Rick's Tree Service Blog

How to Care for an Avocado Tree

While many people think of the avocado as a vegetable is really a fruit. The avocado is one of the most nutritious fruits that you can grow. There are numerous varieties of avocados trees that you can plant. If you are looking for a hardy variety that has smooth, shiny fruit, try a Mexican variety. Guatemalan varieties must be grown in a warm climate and have thick, black, green skins. West Indian species of avocados cannot tolerate cold and bear fruit with thin green, yellow skin.

Avocado trees cannot tolerate a lot of direct sunlight. They should be planted on the north side of your house or under a large shade tree. If this is not possible, you can put up a temporary structure to provide shade for your newly planted avocado tree. It can be taken down once your avocado tree is established, as it will need some sun to flower and bear fruit.

Avocado trees prefer fast draining soil. Pick a spot to plant your tree that has good natural drainage. Dig a hole that is as deep and wide as the root ball. Gently ease the tree into the hole so you don’t damage the avocado’s sensitive roots. Young avocado trees should be staked to provide stability against high winds.

Avocado trees only need to be watered during their growing season. They only need to be water when the top couple of inches of soil have dried out. Stick your finger in the soil to see if the tree needs to be water. Use a drip hose or turn the hose down to a trickle and water the tree for a long period of time. A long slow watering is much more beneficial than a quick drenching of your avocado tree. Typically an avocado tree needs to be watered twice a week. If you add a four inch thick layer of mulch around your tree, it will stay moist longer and need watering less often. Keep the mulch approximately six to eight inches away from the trunk of the tree.

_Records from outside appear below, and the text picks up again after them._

use crate::{
    backend::{BackendError, ImageBackend, ImageReader, ReaderGuard},
    calibration::Calibration,
    enums::{ChannelColor, StackMode},
    tile_stack::TileStack,
};

use regex::Regex;
use std::{
    ffi::OsString,
    fs, io,
    path::{Path, PathBuf},
    sync::{Arc, LazyLock},
};
use thiserror::Error;
use tracing::{debug, info, warn};

static WHITESPACE: LazyLock<Regex> =
    LazyLock::new(|| Regex::new(r"\s+").expect("static pattern compiles"));

#[derive(Debug, Error)]
pub enum SourceError {
    #[error("Cannot create subdirectory {0}: a file with the same name exists")]
    SubfolderConflict(PathBuf),

    #[error("Not a file path: {0}")]
    InvalidPath(PathBuf),

    #[error("Series {0} does not exist in this file")]
    SeriesOutOfRange(usize),

    #[error("IO error: {0}")]
    Io(#[from] io::Error),

    #[error("Backend error: {0}")]
    Backend(#[from] BackendError),
}

/// One acquisition series of a tile scan.
#[derive(Clone, Debug, PartialEq)]
pub struct Tile {
    pub name: String,
    pub index: usize,
    pub stage_position_px: (f64, f64),
    /// Palette colour per acquired channel; `None` when the colour is not in the palette.
    pub channels: Vec<Option<ChannelColor>>,
    pub projection_filename: String,
}

impl Tile {
    pub fn new(
        raw_name: &str,
        index: usize,
        stage_position_px: (f64, f64),
        channels: Vec<Option<ChannelColor>>,
    ) -> Self {
        let name = sanitize_name(raw_name);
        let projection_filename = projection_filename(&name, index);
        Self {
            name,
            index,
            stage_position_px,
            channels,
            projection_filename,
        }
    }
}

/// Replace path separators and whitespace runs so the name is usable as a filename fragment.
pub fn sanitize_name(raw: &str) -> String {
    let name = raw.replace(['/', '\\'], "-");
    WHITESPACE.replace_all(&name, "_").into_owned()
}

pub fn projection_filename(name: &str, index: usize) -> String {
    format!("{name}_mp_{index}.tif")
}

/// File name without its last extension; a leading dot does not count.
pub(crate) fn remove_extension(name: &str) -> &str {
    match name.rfind('.') {
        Some(last) if last >= 1 => &name[..last],
        _ => name,
    }
}

/// A multi-series image file and the tiles it contains.
pub struct ImageSource {
    path: PathBuf,
    base_name: String,
    tiles: Vec<Tile>,
    backend: Arc<dyn ImageBackend>,
}

impl std::fmt::Debug for ImageSource {
    fn fmt(&self, f: &mut std::fmt::Formatter<'_>) -> std::fmt::Result {
        f.debug_struct("ImageSource")
            .field("path", &self.path)
            .field("tiles", &self.tiles.len())
            .finish()
    }
}

impl ImageSource {
    /// Open an image file and read the metadata of every series.
    ///
    /// # Arguments
    ///
    /// * `backend` - Decoder used for this and every later re-open
    /// * `path` - Path of the multi-series file
    /// * `move_into_subfolder` - Relocate the file (and its sidecar) into
    ///   `<dir>/<basename>/` before opening
    /// * `calibration` - Stage to pixel conversion
    ///
    /// # Errors
    ///
    /// Returns error if relocation fails or the backend cannot open the file.
    /// A series without a stage position does not fail the open.
    pub fn open(
        backend: Arc<dyn ImageBackend>,
        path: impl AsRef<Path>,
        move_into_subfolder: bool,
        calibration: &Calibration,
    ) -> Result<Self, SourceError> {
        let path = if move_into_subfolder {
            Self::move_into_subfolder(path.as_ref())?
        } else {
            path.as_ref().to_path_buf()
        };
        let base_name = path
            .file_name()
            .and_then(|name| name.to_str())
            .map(|name| remove_extension(name).to_string())
            .ok_or_else(|| SourceError::InvalidPath(path.clone()))?;

        debug!(path = %path.display(), "reading image file metadata");
        let mut reader = ReaderGuard::new(backend.open(&path)?);
        let series_count = reader.series_count();
        let tiles = (0..series_count)
            .map(|index| Self::read_tile(&mut reader, index, calibration))
            .collect::<Result<Vec<_>, _>>()?;
        drop(reader);

        info!(
            path = %path.display(),
            series = tiles.len(),
            "opened image file"
        );

        Ok(Self {
            path,
            base_name,
            tiles,
            backend,
        })
    }

    fn read_tile(
        reader: &mut ReaderGuard,
        index: usize,
        calibration: &Calibration,
    ) -> Result<Tile, SourceError> {
        reader.set_series(index)?;

        let raw_position = match reader.plane_position(index) {
            Ok(position) => position,
            Err(err) => {
                warn!(series = index, error = %err, "stage position unavailable, using origin");
                (0.0, 0.0)
            }
        };
        let position = calibration.calibrate_xy(
            raw_position,
            reader.physical_pixel_size_x(index),
            reader.physical_pixel_size_y(index),
            &reader.dimension_order(),
        );

        let channels = Self::read_channels(&**reader, index);
        Ok(Tile::new(&reader.image_name(index), index, position, channels))
    }

    fn read_channels(reader: &dyn ImageReader, index: usize) -> Vec<Option<ChannelColor>> {
        (0..reader.channel_count(index))
            .map(|c| {
                let rgb = reader.channel_color(index, c);
                let color = ChannelColor::from_rgb(rgb);
                match color {
                    Some(color) => debug!(series = index, channel = c, color = color.name(), "channel colour"),
                    None => warn!(series = index, channel = c, ?rgb, "channel colour not in palette"),
                }
                color
            })
            .collect()
    }

    /// Move `path` into `<dir>/<basename>/`, together with a `<path>ext`
    /// sidecar if one exists. Safe to repeat once the move has happened.
    fn move_into_subfolder(path: &Path) -> Result<PathBuf, SourceError> {
        let file_name = path
            .file_name()
            .ok_or_else(|| SourceError::InvalidPath(path.to_path_buf()))?;
        let stem = remove_extension(&file_name.to_string_lossy()).to_string();
        let working_dir = path.parent().unwrap_or(Path::new("")).join(stem);

        if working_dir.is_file() {
            return Err(SourceError::SubfolderConflict(working_dir));
        }
        fs::create_dir_all(&working_dir)?;

        let target = working_dir.join(file_name);
        let moved = relocate(path, &target, true)?;

        if let Err(err) = relocate(&sidecar_path(path), &sidecar_path(&target), false) {
            if moved {
                if let Err(undo) = fs::rename(&target, path) {
                    warn!(path = %target.display(), error = %undo, "could not undo file move");
                }
            }
            return Err(err.into());
        }

        debug!(from = %path.display(), to = %target.display(), "moved image file into subfolder");
        Ok(target)
    }

    pub fn path(&self) -> &Path {
        &self.path
    }

    /// Directory that holds the (possibly relocated) file.
    pub fn directory(&self) -> &Path {
        self.path.parent().unwrap_or(Path::new(""))
    }

    pub fn base_name(&self) -> &str {
        &self.base_name
    }

    pub fn tiles(&self) -> &[Tile] {
        &self.tiles
    }

    pub fn tile(&self, series_index: usize) -> Option<&Tile> {
        self.tiles.get(series_index)
    }

    /// Distinct tile-group names, in the order they first appear.
    pub fn unique_tile_group_names(&self) -> Vec<&str> {
        let mut names: Vec<&str> = Vec::new();
        for tile in &self.tiles {
            if !names.contains(&tile.name.as_str()) {
                names.push(&tile.name);
            }
        }
        names
    }

    pub fn tiles_in_group<'a>(&'a self, group: &'a str) -> impl Iterator<Item = &'a Tile> {
        self.tiles.iter().filter(move |tile| tile.name == group)
    }

    /// Channels of the first tile of a group. Tiles of one group are
    /// assumed to share their channel layout.
    pub fn channels_for_group(&self, group: &str) -> Option<&[Option<ChannelColor>]> {
        self.tiles
            .iter()
            .find(|tile| tile.name == group)
            .map(|tile| tile.channels.as_slice())
    }

    /// Decode a single series with a reader of its own.
    pub fn re_open_tile(&self, series_index: usize, mode: StackMode) -> Result<TileStack, SourceError> {
        let tile = self
            .tile(series_index)
            .ok_or(SourceError::SeriesOutOfRange(series_index))?;
        let mut reader = ReaderGuard::new(self.backend.open(&self.path)?);
        reader.set_series(tile.index)?;

        let stack = match mode {
            StackMode::Loaded => TileStack::load(tile.index, reader)?,
            StackMode::Virtual => TileStack::lazy(tile.index, reader),
        };
        Ok(stack)
    }
}

fn sidecar_path(path: &Path) -> PathBuf {
    let mut sidecar = OsString::from(path.as_os_str());
    sidecar.push("ext");
    PathBuf::from(sidecar)
}

/// Rename `from` to `to`. Returns whether a rename happened; a destination
/// that already holds the file counts as moved.
fn relocate(from: &Path, to: &Path, required: bool) -> io::Result<bool> {
    if to.exists() {
        if from.exists() {
            warn!(
                from = %from.display(),
                to = %to.display(),
                "destination already exists, leaving source in place"
            );
        }
        return Ok(false);
    }
    if !from.exists() {
        return if required {
            Err(io::Error::new(
                io::ErrorKind::NotFound,
                format!("{} does not exist", from.display()),
            ))
        } else {
            Ok(false)
        };
    }
    fs::rename(from, to)?;
    Ok(true)
}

Once your avocado tree has reached two years of age, you should fertilize it once every spring. You should use a slow release, citrus tree fertilizer. Be sure not to over fertilize your tree as you can harm or even kill it. Your avocado tree can be pruned to shape the tree or to remove dead or weak branches.

Avocado trees will begin to bear fruit approximately four to five years after they are planted. If you grow an avocado tree from a seed, it may take a few years longer to bear fruit. An avocado tree can produce up to 300 avocados per year once it is mature. Avocado trees are alternate bearers. They may produce a small crop one year and then a large crop the next year. Avocado trees will produce fruit for many, many years. There are some avocado trees in Mexico that are still producing fruit, even though they are over 400 years old.